Given a non-negative number represented as an array of digits, plus one to the number.

The digits are stored such that the most significant digit is at the head of the list.

/**
 * Return an array of size *returnSize.
 * Note: The returned array must be malloced, assume caller calls free().
 */
int* plusOne(int* digits, int digitsSize, int* returnSize) {
    int* result = NULL;
    bool is_carry = false;
    if (digitsSize < 1) {
        *returnSize = 0;
        return NULL;
    }

    for (int idx = 0; idx < digitsSize; ++idx) {
        if (*(digits + idx) != 9) {
            is_carry = false;
            break;
        } else {
            is_carry = true;
        }
    }

    if (is_carry) {
        result = (int*)malloc(sizeof(int) * (digitsSize + 1));
        *returnSize = digitsSize + 1;
        result += 1;
    } else {
        result = (int*)malloc(sizeof(int) * digitsSize);
        *returnSize = digitsSize;
    }

    int carry_bit = 0;
    *(result + digitsSize - 1) = (*(digits + digitsSize - 1) + 1) % 10;
    carry_bit = (*(digits + digitsSize - 1) + 1) / 10;
    for (int index = digitsSize - 2; index > -1; --index) {
        *(result + index) = (*(digits + index) + carry_bit) % 10;
        carry_bit = (*(digits + index) + carry_bit) / 10;
    }

    if (is_carry) {
        result -= 1;
        *result = carry_bit;
    }

    return result;
}

Add Binary

Given two binary strings, return their sum (also a binary string).

For example,
a = “11”
b = “1”
Return “100”.

char* addBinary(char* a, char* b) {
    if (a == NULL)
        return b;
    if (b == NULL)
        return a;

    int len_a = strlen(a);
    int len_b = strlen(b);
    if (len_a < len_b)
        return addBinary(b, a);

    int diff = len_a - len_b;
    b -= diff;
    int carry_bit = 0;
    char tmp[len_a + 2];
    char* result;
    memset(tmp, 0, sizeof(char)* (len_a + 2));
    result = tmp;
    int sum = 0;
    for (int idx = len_a - 1; idx > diff - 1; --idx) {
        sum = (a[idx] - '0') + (b[idx] - '0') + carry_bit;
        if (sum == 0) {
            *result = '0'; carry_bit = 0;
        } else if (sum == 1) {
            *result = '1'; carry_bit = 0;
        } else if (sum == 2) {
            *result = '0'; carry_bit = 1;
        } else if (sum == 3) {
            *result = '1'; carry_bit = 1;
        }
        ++result;
    }

    for (int idx = diff - 1; idx > -1; --idx) {
        sum = (a[idx] - '0') + carry_bit;
        if (sum == 0) {
            *result = '0'; carry_bit = 0;
        } else if (sum == 1) {
            *result = '1'; carry_bit = 0;
        } else if (sum == 2) {
            *result = '0'; carry_bit = 1;
        }
        ++result;
    }

    if (carry_bit)
        *result = '1';
    diff = strlen(tmp);
    result = (char*)calloc(diff + 1, sizeof(char));
    for (int idx = diff - 1; idx > -1; --idx)
        *(result + idx) = tmp[diff - idx - 1];
    return result;
}

Climbing Stairs

You are climbing a stair case.
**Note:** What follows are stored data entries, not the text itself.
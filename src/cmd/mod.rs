//! CLI command implementations.

use crate::baton::Baton;
use crate::config::{self, PhaseConfig, PhaseMode, RunConfig};
use crate::hitl::{HitlGate, TerminalApprover};
use crate::metrics::{MetricsRecorder, summarize};
use crate::policy::{self, RunMode};
use crate::registry::{Role, ToolRegistry};
use crate::runner::{self, RunContext, RunReport};
use crate::security::SecurityFilter;
use crate::settings::{ENV_PROJECT, Settings};
use crate::ui;
use anyhow::{Context, Result};
use serde_json::json;
use std::path::{Path, PathBuf};
use std::sync::Arc;

pub struct OrchestrateArgs {
    pub project_dir: PathBuf,
    pub config: Option<PathBuf>,
    pub project: Option<String>,
    pub mode: Option<RunMode>,
    pub dry_run: bool,
}

/// Run a pipeline. Returns the process exit code.
pub async fn orchestrate(args: OrchestrateArgs) -> Result<i32> {
    let settings = Settings::from_env();

    let config_path = config::discover(&args.project_dir, args.config.as_deref())?;
    let mut doc = config::load_document(&config_path)?;

    // CLI flags are explicit operator input; they land in the document
    // before validation so tenant rules see the final values.
    if let (Some(project), Some(map)) = (&args.project, doc.as_object_mut()) {
        map.insert("project".to_string(), json!(project));
    }
    if let (Some(mode), Some(map)) = (args.mode, doc.as_object_mut()) {
        map.insert("mode".to_string(), json!(mode.to_string()));
    }

    let cfg = match RunConfig::from_document(&doc) {
        Ok(cfg) => cfg,
        Err(err) => {
            eprintln!("Config validation failed: {err}");
            return Ok(1);
        }
    };

    // Project precedence: CLI flag, env override, config, directory marker.
    let override_name = args
        .project
        .clone()
        .or_else(|| std::env::var(ENV_PROJECT).ok())
        .or_else(|| cfg.project.clone());
    let policy = policy::detect(&args.project_dir, override_name.as_deref());

    let mode = cfg.effective_mode(&policy);
    let security = cfg.effective_security(&policy);

    let registry = cfg
        .tools
        .clone()
        .map(ToolRegistry::from_entries)
        .unwrap_or_default();

    let plan = build_plan(&cfg, mode);

    // The immutable tenant needs explicit operator approval for a real run.
    let mut dry_run = args.dry_run;
    if policy.immutable && !settings.approved && !dry_run {
        println!(
            "Project '{}' requires CTK_APPROVED=1 for a non-dry-run; forcing --dry-run",
            policy.project
        );
        dry_run = true;
    }

    if dry_run {
        println!("Dry run: resolving plan, executing nothing");
        for phase in &plan {
            println!("phase '{}' ({})", phase.name, phase.mode);
            for name in &phase.agents {
                let role = Role::from(name.as_str());
                let resolution = registry
                    .resolve(&role)
                    .with_context(|| format!("Plan role '{role}' does not resolve"))?;
                ui::print_plan_entry(name, &resolution);
            }
        }
        return Ok(0);
    }

    let run_id = runner::new_run_id();
    let metrics = MetricsRecorder::new(&args.project_dir.join(".ctk").join("metrics"), &run_id)?;
    let hitl = HitlGate::new(
        settings.hitl,
        policy.immutable,
        settings.hitl_timeout,
        Arc::new(TerminalApprover),
    );

    ui::print_run_header(&run_id, &policy, mode);

    let ctx = RunContext {
        run_id,
        policy,
        security,
        retries: cfg.retries(),
        settings,
        registry: Arc::new(registry),
        metrics: Arc::new(metrics),
        filter: Arc::new(SecurityFilter::new()),
        hitl: Arc::new(hitl),
    };

    let report = match mode {
        RunMode::Sequential => {
            let agents: Vec<Role> = cfg
                .agents
                .clone()
                .unwrap_or_default()
                .iter()
                .map(|name| Role::from(name.as_str()))
                .collect();
            runner::sequential::run(&ctx, &agents, Baton::new()).await?
        }
        // A top-level parallel run is one parallel phase over `agents`.
        RunMode::Parallel | RunMode::Hybrid => {
            runner::hybrid::run(&ctx, &plan, Baton::new()).await?
        }
    };

    finish(&ctx, &report);
    Ok(report.exit_code())
}

fn build_plan(cfg: &RunConfig, mode: RunMode) -> Vec<PhaseConfig> {
    match mode {
        RunMode::Hybrid => cfg.phases.clone().unwrap_or_default(),
        RunMode::Parallel => vec![PhaseConfig {
            name: "run".to_string(),
            mode: PhaseMode::Parallel,
            agents: cfg.agents.clone().unwrap_or_default(),
        }],
        RunMode::Sequential => vec![PhaseConfig {
            name: "run".to_string(),
            mode: PhaseMode::Sequential,
            agents: cfg.agents.clone().unwrap_or_default(),
        }],
    }
}

fn finish(ctx: &RunContext, report: &RunReport) {
    for outcome in &report.steps {
        ui::print_step_line(outcome);
    }
    let records = ctx.metrics.load_journal().unwrap_or_default();
    let totals = summarize(&records);
    ui::print_run_summary(report, &totals);
}

/// Validate the config document and report the first error.
pub fn validate(project_dir: &Path, explicit: Option<&Path>) -> Result<i32> {
    let config_path = config::discover(project_dir, explicit)?;
    let doc = config::load_document(&config_path)?;
    match config::validate(&doc) {
        Ok(()) => {
            println!("ok: {}", config_path.display());
            Ok(0)
        }
        Err(err) => {
            eprintln!("invalid: {err}");
            Ok(1)
        }
    }
}

/// Print the resolution table for the configured plan.
pub fn registry(project_dir: &Path, explicit: Option<&Path>) -> Result<i32> {
    let config_path = config::discover(project_dir, explicit)?;
    let doc = config::load_document(&config_path)?;
    let cfg = match RunConfig::from_document(&doc) {
        Ok(cfg) => cfg,
        Err(err) => {
            eprintln!("Config validation failed: {err}");
            return Ok(1);
        }
    };

    let registry = cfg
        .tools
        .clone()
        .map(ToolRegistry::from_entries)
        .unwrap_or_default();

    let mut names: Vec<String> = cfg.agents.clone().unwrap_or_default();
    for phase in cfg.phases.iter().flatten() {
        for name in &phase.agents {
            if !names.contains(name) {
                names.push(name.clone());
            }
        }
    }

    for name in &names {
        let role = Role::from(name.as_str());
        match registry.resolve(&role) {
            Ok(resolution) => ui::print_plan_entry(name, &resolution),
            Err(err) => println!("  {name:<12} unresolved: {err}"),
        }
    }
    Ok(0)
}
It takes n steps to reach to the top.

Each time you can either climb 1 or 2 steps. In how many distinct ways can you climb to the top?

int climbStairs(int n) {
    if (n < 3)
        return n;

    int fibo[n];
    fibo[0] = 1;
    fibo[1] = 2;
    for (int i = 2; i < n; ++i) {
        fibo[i] = fibo[i - 1] + fibo[i - 2];
    }

    return fibo[n - 1];
}

Remove Duplicates from Sorted List

Given a sorted linked list, delete all duplicates such that each element appear only once.

For example,
Given 1->1->2, return 1->2.
Given 1->1->2->3->3, return 1->2->3.

/**
 * Definition for singly-linked list.
 * struct ListNode {
 *     int val;
 *     struct ListNode *next;
 * };
 */
struct ListNode* deleteDuplicates(struct ListNode* head) {
    if (head == NULL || head->next == NULL)
        return head;

    struct ListNode* result = head;
    while (head && head->next) {
        if (head->val == head->next->val) {
            head->next = head->next->next;
        } else {
            head = head->next;
        }
    }

    return result;
}